[Collected data entries]
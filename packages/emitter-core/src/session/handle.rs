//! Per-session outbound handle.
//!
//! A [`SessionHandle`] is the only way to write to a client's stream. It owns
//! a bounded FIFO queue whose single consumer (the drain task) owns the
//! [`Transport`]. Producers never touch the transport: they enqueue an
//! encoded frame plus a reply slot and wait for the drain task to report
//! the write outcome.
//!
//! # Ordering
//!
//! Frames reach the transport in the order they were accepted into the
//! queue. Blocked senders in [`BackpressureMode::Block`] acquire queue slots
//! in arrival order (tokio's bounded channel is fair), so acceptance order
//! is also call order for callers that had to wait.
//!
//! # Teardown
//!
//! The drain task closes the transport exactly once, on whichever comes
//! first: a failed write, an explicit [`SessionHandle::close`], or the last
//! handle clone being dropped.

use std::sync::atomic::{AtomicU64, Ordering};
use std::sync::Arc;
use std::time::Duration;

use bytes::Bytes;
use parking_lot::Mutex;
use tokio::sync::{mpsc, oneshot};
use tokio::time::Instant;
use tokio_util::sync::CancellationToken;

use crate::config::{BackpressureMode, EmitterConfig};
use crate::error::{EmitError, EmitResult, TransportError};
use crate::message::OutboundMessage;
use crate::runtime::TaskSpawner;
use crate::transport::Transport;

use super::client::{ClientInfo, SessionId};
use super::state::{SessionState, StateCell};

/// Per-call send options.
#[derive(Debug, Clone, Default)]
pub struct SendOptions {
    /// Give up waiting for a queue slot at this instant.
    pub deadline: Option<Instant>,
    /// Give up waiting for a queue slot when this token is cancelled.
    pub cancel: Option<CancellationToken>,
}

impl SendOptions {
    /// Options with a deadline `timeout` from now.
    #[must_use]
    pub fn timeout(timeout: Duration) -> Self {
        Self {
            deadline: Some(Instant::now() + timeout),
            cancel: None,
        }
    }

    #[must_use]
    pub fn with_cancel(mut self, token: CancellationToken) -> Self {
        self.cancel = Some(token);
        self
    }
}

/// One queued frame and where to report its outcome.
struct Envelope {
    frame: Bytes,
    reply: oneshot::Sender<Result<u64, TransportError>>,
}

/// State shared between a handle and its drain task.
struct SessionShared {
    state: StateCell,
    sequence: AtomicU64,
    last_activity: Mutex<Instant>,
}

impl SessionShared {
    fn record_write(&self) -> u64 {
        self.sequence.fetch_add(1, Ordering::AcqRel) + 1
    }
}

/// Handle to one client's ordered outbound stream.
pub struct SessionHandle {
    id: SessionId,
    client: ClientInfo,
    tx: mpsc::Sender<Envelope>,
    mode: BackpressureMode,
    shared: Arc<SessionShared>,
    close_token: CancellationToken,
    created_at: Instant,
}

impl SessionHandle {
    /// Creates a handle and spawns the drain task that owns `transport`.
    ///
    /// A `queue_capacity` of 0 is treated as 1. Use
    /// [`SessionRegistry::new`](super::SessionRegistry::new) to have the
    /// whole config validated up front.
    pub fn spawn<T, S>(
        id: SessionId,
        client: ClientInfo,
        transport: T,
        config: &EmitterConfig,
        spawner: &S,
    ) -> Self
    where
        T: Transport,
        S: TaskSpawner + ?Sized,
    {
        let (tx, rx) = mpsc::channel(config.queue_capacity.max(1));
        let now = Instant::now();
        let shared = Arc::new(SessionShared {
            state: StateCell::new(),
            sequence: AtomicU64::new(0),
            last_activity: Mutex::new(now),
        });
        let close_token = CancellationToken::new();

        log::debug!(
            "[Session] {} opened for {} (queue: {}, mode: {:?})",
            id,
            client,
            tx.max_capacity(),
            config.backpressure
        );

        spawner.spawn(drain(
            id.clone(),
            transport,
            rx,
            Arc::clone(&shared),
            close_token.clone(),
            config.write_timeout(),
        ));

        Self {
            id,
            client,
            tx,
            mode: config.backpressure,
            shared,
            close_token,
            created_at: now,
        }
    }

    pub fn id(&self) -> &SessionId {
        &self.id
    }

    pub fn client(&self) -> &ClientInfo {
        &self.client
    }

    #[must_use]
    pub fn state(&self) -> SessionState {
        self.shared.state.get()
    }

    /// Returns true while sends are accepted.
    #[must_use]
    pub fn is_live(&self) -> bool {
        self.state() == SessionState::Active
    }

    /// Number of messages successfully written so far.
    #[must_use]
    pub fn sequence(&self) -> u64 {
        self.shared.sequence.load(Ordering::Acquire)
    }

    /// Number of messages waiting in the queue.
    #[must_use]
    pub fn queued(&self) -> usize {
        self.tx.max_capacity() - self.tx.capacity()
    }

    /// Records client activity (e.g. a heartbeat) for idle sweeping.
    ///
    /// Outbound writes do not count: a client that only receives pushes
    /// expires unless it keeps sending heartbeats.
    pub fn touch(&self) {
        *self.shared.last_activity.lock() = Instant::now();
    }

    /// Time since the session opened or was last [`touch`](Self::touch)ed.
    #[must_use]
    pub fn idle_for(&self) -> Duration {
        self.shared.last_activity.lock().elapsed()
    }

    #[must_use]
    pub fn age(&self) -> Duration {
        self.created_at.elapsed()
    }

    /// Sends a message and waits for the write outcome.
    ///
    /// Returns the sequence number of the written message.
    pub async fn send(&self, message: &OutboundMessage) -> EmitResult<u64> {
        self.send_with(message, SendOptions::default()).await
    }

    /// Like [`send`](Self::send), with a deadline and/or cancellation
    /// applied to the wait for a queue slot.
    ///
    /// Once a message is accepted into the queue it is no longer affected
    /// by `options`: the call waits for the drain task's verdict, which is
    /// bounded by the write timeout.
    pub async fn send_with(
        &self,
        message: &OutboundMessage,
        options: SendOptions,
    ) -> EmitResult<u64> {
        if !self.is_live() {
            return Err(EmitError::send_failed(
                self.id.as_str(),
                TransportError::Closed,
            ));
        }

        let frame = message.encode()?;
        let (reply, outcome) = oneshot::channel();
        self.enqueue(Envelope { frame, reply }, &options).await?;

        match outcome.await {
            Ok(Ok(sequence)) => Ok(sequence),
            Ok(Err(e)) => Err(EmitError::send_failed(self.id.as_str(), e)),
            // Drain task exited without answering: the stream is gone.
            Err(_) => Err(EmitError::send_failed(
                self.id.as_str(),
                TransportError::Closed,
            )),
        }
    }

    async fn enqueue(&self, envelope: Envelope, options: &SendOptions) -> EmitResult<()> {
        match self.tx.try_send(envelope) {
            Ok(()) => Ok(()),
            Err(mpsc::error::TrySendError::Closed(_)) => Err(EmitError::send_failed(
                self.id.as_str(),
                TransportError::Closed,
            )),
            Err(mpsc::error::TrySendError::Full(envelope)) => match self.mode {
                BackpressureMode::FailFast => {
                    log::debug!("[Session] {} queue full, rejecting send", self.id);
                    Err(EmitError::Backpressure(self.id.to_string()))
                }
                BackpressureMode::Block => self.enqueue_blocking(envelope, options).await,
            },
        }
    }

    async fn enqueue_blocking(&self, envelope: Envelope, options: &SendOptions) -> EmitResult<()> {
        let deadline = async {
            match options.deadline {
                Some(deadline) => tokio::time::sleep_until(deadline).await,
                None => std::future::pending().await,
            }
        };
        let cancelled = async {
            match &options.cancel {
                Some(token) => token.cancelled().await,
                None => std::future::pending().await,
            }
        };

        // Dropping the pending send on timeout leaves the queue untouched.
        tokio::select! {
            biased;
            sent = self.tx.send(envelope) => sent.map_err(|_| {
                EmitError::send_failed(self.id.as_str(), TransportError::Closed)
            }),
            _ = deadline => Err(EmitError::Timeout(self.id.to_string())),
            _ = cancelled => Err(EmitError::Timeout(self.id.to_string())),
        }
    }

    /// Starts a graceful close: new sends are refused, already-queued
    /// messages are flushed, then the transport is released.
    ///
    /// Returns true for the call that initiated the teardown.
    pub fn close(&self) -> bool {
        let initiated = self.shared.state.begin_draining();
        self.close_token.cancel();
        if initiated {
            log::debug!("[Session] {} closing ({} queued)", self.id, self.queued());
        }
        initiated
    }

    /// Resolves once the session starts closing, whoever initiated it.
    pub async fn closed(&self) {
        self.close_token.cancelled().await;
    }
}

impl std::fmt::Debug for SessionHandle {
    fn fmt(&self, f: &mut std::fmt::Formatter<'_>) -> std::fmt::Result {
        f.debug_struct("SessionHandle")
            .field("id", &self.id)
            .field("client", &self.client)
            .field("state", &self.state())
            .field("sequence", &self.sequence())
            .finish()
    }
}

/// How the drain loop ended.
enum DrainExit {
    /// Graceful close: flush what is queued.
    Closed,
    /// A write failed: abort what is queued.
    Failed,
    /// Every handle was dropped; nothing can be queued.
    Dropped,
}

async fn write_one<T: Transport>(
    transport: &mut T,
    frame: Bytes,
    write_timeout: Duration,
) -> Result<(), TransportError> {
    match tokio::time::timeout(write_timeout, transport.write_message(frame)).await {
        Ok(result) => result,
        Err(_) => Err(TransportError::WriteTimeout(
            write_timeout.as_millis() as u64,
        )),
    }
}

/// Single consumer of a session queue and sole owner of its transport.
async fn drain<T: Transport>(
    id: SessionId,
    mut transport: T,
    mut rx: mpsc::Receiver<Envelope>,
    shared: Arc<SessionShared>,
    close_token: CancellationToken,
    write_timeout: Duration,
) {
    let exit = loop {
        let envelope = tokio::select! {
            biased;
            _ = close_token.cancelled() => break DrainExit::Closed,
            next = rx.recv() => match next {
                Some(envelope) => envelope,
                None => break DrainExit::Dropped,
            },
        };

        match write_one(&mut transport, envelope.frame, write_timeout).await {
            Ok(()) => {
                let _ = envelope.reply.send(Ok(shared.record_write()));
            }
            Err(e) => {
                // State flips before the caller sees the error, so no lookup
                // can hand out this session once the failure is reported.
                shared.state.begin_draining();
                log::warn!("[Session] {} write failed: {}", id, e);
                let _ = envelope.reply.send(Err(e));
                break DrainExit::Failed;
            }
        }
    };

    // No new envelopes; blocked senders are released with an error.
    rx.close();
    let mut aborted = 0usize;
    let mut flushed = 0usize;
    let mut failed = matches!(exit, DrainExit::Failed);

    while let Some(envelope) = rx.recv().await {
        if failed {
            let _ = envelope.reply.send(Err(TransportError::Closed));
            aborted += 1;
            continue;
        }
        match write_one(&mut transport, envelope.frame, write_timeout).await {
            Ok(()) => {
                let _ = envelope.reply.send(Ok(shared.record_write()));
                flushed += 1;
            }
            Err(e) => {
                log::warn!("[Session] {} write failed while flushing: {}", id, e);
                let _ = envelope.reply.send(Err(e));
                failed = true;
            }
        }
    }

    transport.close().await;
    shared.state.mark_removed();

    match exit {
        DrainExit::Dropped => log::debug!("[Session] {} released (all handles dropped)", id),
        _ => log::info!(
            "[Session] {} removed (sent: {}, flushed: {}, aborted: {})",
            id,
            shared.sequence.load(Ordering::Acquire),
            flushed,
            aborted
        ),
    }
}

• [Requirement]
Start with the first line of the data and print every line exactly. The line containing "they enqueue an" is the last one to include.

• [Answer box]
filename packages/emitter-core/src/session/handle.rs
//! Per-session outbound handle.
//!
//! A [`SessionHandle`] is the only way to write to a client's stream. It owns
//! a bounded FIFO queue whose single consumer (the drain task) owns the
//! [`Transport`]. Producers never touch the transport: they enqueue an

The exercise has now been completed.